Should we reconsider our change principles?

Does this become a  Self Fulfilling Prophecy? The less we challenge our axioms of Change Management the harder change becomes.  The harder change becomes the more we believe that 70% of change initiatives fail (another deficit based and potentially incorrect belief about our profession).

I think our challenge as Change Practitioners is how we change our beliefs, assumptions and misappropriated theories.  As agents of change shouldn’t we believe that people are up for change, assume that people are selfless and use up-to-date evidence based theories to change organisations? 

I am going to be Scrooge this Christmas and reconsider my principles of change for the New Year – will you join me?

Have a great Christmas!

6 Replies to “Change Practitioners : bah humbug! or be the change?”

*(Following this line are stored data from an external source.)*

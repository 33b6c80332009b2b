//! # HTTP Control Surface
//!
//! Optional axum server that triggers actions over HTTP:
//!
//! - `GET /health`
//! - `POST /api/v1/list`: runs a list and returns the snapshot text
//! - `POST /api/v1/copy`, `POST /api/v1/mirror`: return the run summary as
//!   JSON, `207 Multi-Status` when some keys failed
//!
//! Only one action runs at a time; a request arriving while another holds the
//! [`ActionGuard`] gets `409` with `{"error": "busy"}`.

pub mod error;
pub mod guard;
pub mod handlers;
pub mod routes;
pub mod server;

use std::sync::Arc;

use crate::config::{SyncSettings, VaultConfig};
use crate::store::{StoreConnector, VaultConnector};

pub use error::ApiError;
pub use guard::{ActionGuard, ActionPermit};
pub use routes::build_router;
pub use server::start_control_server;

/// Turns the server configuration in a request into a store connector.
pub trait ConnectorFactory: Send + Sync {
    fn connector(&self, config: &VaultConfig) -> Box<dyn StoreConnector>;
}

/// Connects to real Vault servers.
#[derive(Debug, Clone, Copy, Default)]
pub struct VaultConnectors;

impl ConnectorFactory for VaultConnectors {
    fn connector(&self, config: &VaultConfig) -> Box<dyn StoreConnector> {
        Box::new(VaultConnector::new(config.clone()))
    }
}

/// Shared state of the control router
#[derive(Clone)]
pub struct ControlState {
    pub guard: ActionGuard,
    /// Worker count, depth bound and output file used when a request omits them
    pub defaults: Arc<SyncSettings>,
    pub connectors: Arc<dyn ConnectorFactory>,
}

impl ControlState {
    pub fn new(defaults: SyncSettings) -> Self {
        Self::with_connectors(defaults, Arc::new(VaultConnectors))
    }

    pub fn with_connectors(defaults: SyncSettings, connectors: Arc<dyn ConnectorFactory>) -> Self {
        Self { guard: ActionGuard::new(), defaults: Arc::new(defaults), connectors }
    }
}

  1. Why do you describe it as being scrooge to challenge assumptions? It’s part of our culture to re-evaluate and envision a modified and improved reality in the new year. This seems consistent to me, and a positive thing.
    After about 15 years as a change practitioner, I’ve found my challenges are more about the broader environment for change than the approach. consistent, engaged and visible leadership commitment still needs to be present. Organizations are inherently political, and most people want to associate with the “winners,” those who are more likely to achieve the goals that will be recognized and rewarded. If the change initiative isn’t strategic, funded and appropriately resourced, it is not likely to succeed.
    A comment on WIFM . . . I’ve always thought the value was as a tool to consider effective messaging – targeting information that will be relevant to a particular group. Use it in the development of strategic communications plans. With a former background in public affairs and marketing, this is the approach I’ve taken with WIFM and the way I believe it remains relevant.

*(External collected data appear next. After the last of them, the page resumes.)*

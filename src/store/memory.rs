//! In-memory secret store.
//!
//! Emulates a single KV mount of either dialect, including the versioned
//! `metadata/` vs `data/` split and the `{data, metadata}` read envelope.
//! Reads and writes can be made to fail for chosen keys to exercise the
//! engine's partial-failure handling.

use std::collections::{BTreeMap, BTreeSet, HashSet};
use std::sync::atomic::{AtomicUsize, Ordering};
use std::sync::Arc;

use async_trait::async_trait;
use serde_json::{json, Value};
use tokio::sync::RwLock;

use super::dialect::{DATA_SEGMENT, METADATA_SEGMENT};
use super::{Dialect, ListEntry, MountInfo, SecretStore, StoreConnector};
use crate::errors::{Error, Result, StoreOperation};
use crate::namespace::{join, trim_separator, SecretPayload, SEPARATOR};

#[derive(Debug, Clone)]
struct StoredSecret {
    data: SecretPayload,
    version: u64,
}

/// A single KV mount held in memory.
#[derive(Debug)]
pub struct MemoryStore {
    mount: MountInfo,
    secrets: RwLock<BTreeMap<String, StoredSecret>>,
    failing_reads: HashSet<String>,
    failing_writes: HashSet<String>,
    reads: AtomicUsize,
    writes: AtomicUsize,
}

impl MemoryStore {
    pub fn new(mount: MountInfo) -> Self {
        Self {
            mount,
            secrets: RwLock::new(BTreeMap::new()),
            failing_reads: HashSet::new(),
            failing_writes: HashSet::new(),
            reads: AtomicUsize::new(0),
            writes: AtomicUsize::new(0),
        }
    }

    /// Empty KV v1 mount at `root`
    pub fn flat(root: &str) -> Self {
        Self::new(MountInfo::new(Dialect::Flat, root))
    }

    /// Empty KV v2 mount at `root`
    pub fn versioned(root: &str) -> Self {
        Self::new(MountInfo::new(Dialect::Versioned, root))
    }

    /// Seed a secret by its key relative to the mount, e.g. `app/db`.
    pub fn with_secret(mut self, key: &str, data: SecretPayload) -> Self {
        self.secrets
            .get_mut()
            .insert(trim_separator(key).to_string(), StoredSecret { data, version: 1 });
        self
    }

    /// Make every read of `key` fail.
    pub fn fail_reads_for(mut self, key: &str) -> Self {
        self.failing_reads.insert(key.to_string());
        self
    }

    /// Make every write of `key` fail.
    pub fn fail_writes_for(mut self, key: &str) -> Self {
        self.failing_writes.insert(key.to_string());
        self
    }

    /// Secret data held under `key`, without any envelope.
    pub async fn secret(&self, key: &str) -> Option<SecretPayload> {
        self.secrets.read().await.get(key).map(|s| s.data.clone())
    }

    /// All keys relative to the mount
    pub async fn keys(&self) -> Vec<String> {
        self.secrets.read().await.keys().cloned().collect()
    }

    pub fn read_count(&self) -> usize {
        self.reads.load(Ordering::SeqCst)
    }

    pub fn write_count(&self) -> usize {
        self.writes.load(Ordering::SeqCst)
    }

    /// Full I/O path of a mount-relative key.
    pub fn io_path(&self, key: &str) -> String {
        match self.mount.dialect {
            Dialect::Flat => join(&self.mount.root, key),
            Dialect::Versioned => join(&join(&self.mount.root, DATA_SEGMENT), key),
        }
    }

    /// Strip the mount root (and dialect segment) from `path`.
    fn relative(&self, path: &str, segment: Option<&str>, operation: StoreOperation) -> Result<String> {
        let path = trim_separator(path);
        let base = match segment {
            Some(segment) => join(&self.mount.root, segment),
            None => self.mount.root.clone(),
        };

        if path == base {
            return Ok(String::new());
        }
        path.strip_prefix(&base)
            .and_then(|rest| rest.strip_prefix(SEPARATOR))
            .map(str::to_string)
            .ok_or_else(|| Error::store(operation, path, format!("path is outside mount '{}'", base)))
    }

    fn listing_segment(&self) -> Option<&'static str> {
        match self.mount.dialect {
            Dialect::Flat => None,
            Dialect::Versioned => Some(METADATA_SEGMENT),
        }
    }

    fn io_segment(&self) -> Option<&'static str> {
        match self.mount.dialect {
            Dialect::Flat => None,
            Dialect::Versioned => Some(DATA_SEGMENT),
        }
    }
}

#[async_trait]
impl SecretStore for MemoryStore {
    async fn list(&self, path: &str) -> Result<Vec<ListEntry>> {
        let prefix = self.relative(path, self.listing_segment(), StoreOperation::List)?;
        let secrets = self.secrets.read().await;

        let mut children = BTreeSet::new();
        for key in secrets.keys() {
            let rest = if prefix.is_empty() {
                key.as_str()
            } else {
                match key.strip_prefix(&prefix).and_then(|r| r.strip_prefix(SEPARATOR)) {
                    Some(rest) => rest,
                    None => continue,
                }
            };
            match rest.split_once(SEPARATOR) {
                Some((dir, _)) => children.insert(ListEntry::directory(dir)),
                None => children.insert(ListEntry::leaf(rest)),
            };
        }

        Ok(children.into_iter().collect())
    }

    async fn read(&self, path: &str) -> Result<SecretPayload> {
        self.reads.fetch_add(1, Ordering::SeqCst);
        let key = self.relative(path, self.io_segment(), StoreOperation::Read)?;
        if self.failing_reads.contains(&key) {
            return Err(Error::store(StoreOperation::Read, path, "injected read failure"));
        }

        let secrets = self.secrets.read().await;
        let stored = secrets
            .get(&key)
            .ok_or_else(|| Error::store(StoreOperation::Read, path, "secret not found"))?;

        Ok(match self.mount.dialect {
            Dialect::Flat => stored.data.clone(),
            Dialect::Versioned => {
                let mut envelope = Dialect::Versioned.envelope(stored.data.clone());
                envelope.insert("metadata".to_string(), json!({ "version": stored.version }));
                envelope
            }
        })
    }

    async fn write(&self, path: &str, payload: &SecretPayload) -> Result<()> {
        self.writes.fetch_add(1, Ordering::SeqCst);
        let key = self.relative(path, self.io_segment(), StoreOperation::Write)?;
        if key.is_empty() {
            return Err(Error::store(StoreOperation::Write, path, "cannot write to mount root"));
        }
        if self.failing_writes.contains(&key) {
            return Err(Error::store(StoreOperation::Write, path, "injected write failure"));
        }

        let data = match self.mount.dialect {
            Dialect::Flat => payload.clone(),
            Dialect::Versioned => match payload.get("data") {
                Some(Value::Object(data)) => data.clone(),
                _ => {
                    return Err(Error::store(
                        StoreOperation::Write,
                        path,
                        "versioned write requires a 'data' object",
                    ))
                }
            },
        };

        let mut secrets = self.secrets.write().await;
        let version = secrets.get(&key).map(|s| s.version + 1).unwrap_or(1);
        secrets.insert(key, StoredSecret { data, version });
        Ok(())
    }

    async fn describe_mount(&self, root_override: Option<&str>) -> Result<MountInfo> {
        Ok(match root_override {
            Some(root) => MountInfo::new(self.mount.dialect, root),
            None => self.mount.clone(),
        })
    }
}

#[async_trait]
impl StoreConnector for Arc<MemoryStore> {
    async fn connect(&self) -> Result<Arc<dyn SecretStore>> {
        let store: Arc<dyn SecretStore> = self.clone();
        Ok(store)
    }

    fn target(&self) -> String {
        format!("memory:{}", self.mount)
    }
}

#[cfg(test)]
mod tests {
    use super::*;
    use crate::namespace::payload;

    #[tokio::test]
    async fn test_flat_list_read_write() {
        let store = MemoryStore::flat("secret")
            .with_secret("app/db", payload(json!({"user": "app"})))
            .with_secret("top", payload(json!({"k": 1})));

        let root = store.list("secret").await.unwrap();
        assert_eq!(root, vec![ListEntry::directory("app"), ListEntry::leaf("top")]);

        let nested = store.list("secret/app").await.unwrap();
        assert_eq!(nested, vec![ListEntry::leaf("db")]);

        assert!(store.list("secret/missing").await.unwrap().is_empty());

        store.write("secret/new", &payload(json!({"x": true}))).await.unwrap();
        assert_eq!(store.read("secret/new").await.unwrap(), payload(json!({"x": true})));
    }

    #[tokio::test]
    async fn test_versioned_envelope() {
        let store = MemoryStore::versioned("secret").with_secret("a", payload(json!({"k": 1})));

        assert_eq!(store.list("secret/metadata").await.unwrap(), vec![ListEntry::leaf("a")]);

        let read = store.read("secret/data/a").await.unwrap();
        assert_eq!(read.get("data"), Some(&json!({"k": 1})));
        assert_eq!(read.get("metadata"), Some(&json!({"version": 1})));

        store.write("secret/data/a", &payload(json!({"data": {"k": 2}}))).await.unwrap();
        let read = store.read("secret/data/a").await.unwrap();
        assert_eq!(read.get("metadata"), Some(&json!({"version": 2})));

        let err = store.write("secret/data/b", &payload(json!({"k": 2}))).await.unwrap_err();
        assert!(matches!(err, Error::Store { operation: StoreOperation::Write, .. }));
    }

    #[tokio::test]
    async fn test_injected_failures() {
        let store = MemoryStore::flat("secret")
            .with_secret("a", payload(json!({"k": 1})))
            .fail_reads_for("a")
            .fail_writes_for("b");

        assert!(store.read("secret/a").await.is_err());
        assert!(store.write("secret/b", &payload(json!({}))).await.is_err());
        assert_eq!(store.read_count(), 1);
        assert_eq!(store.write_count(), 1);
    }

    #[tokio::test]
    async fn test_path_outside_mount() {
        let store = MemoryStore::flat("secret");
        let err = store.list("other/path").await.unwrap_err();
        assert!(matches!(err, Error::Store { operation: StoreOperation::List, .. }));
    }
}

    1. Thanks Laurie. Yes you are right about Scrooge but he did change his ways in the end and this is what I was asking Change Practitioners to do. It was also just a play on the Xmas theme. I take your point on WIIFM but I think the language we use as Change Practitioners determines the outcome. As Change Practitioners I think there are lots more generative questions we could ask such as ‘how would the change enhance meaning in our work?’ or ‘what are the positive aspects of the change we can use to help deal with the challenges?’. I think these types of questions might take us to a different outcome.

    1. Thanks Eduardo. I wonder if there are any common themes running through these articles? I will read through them and see if there is another blog in here;)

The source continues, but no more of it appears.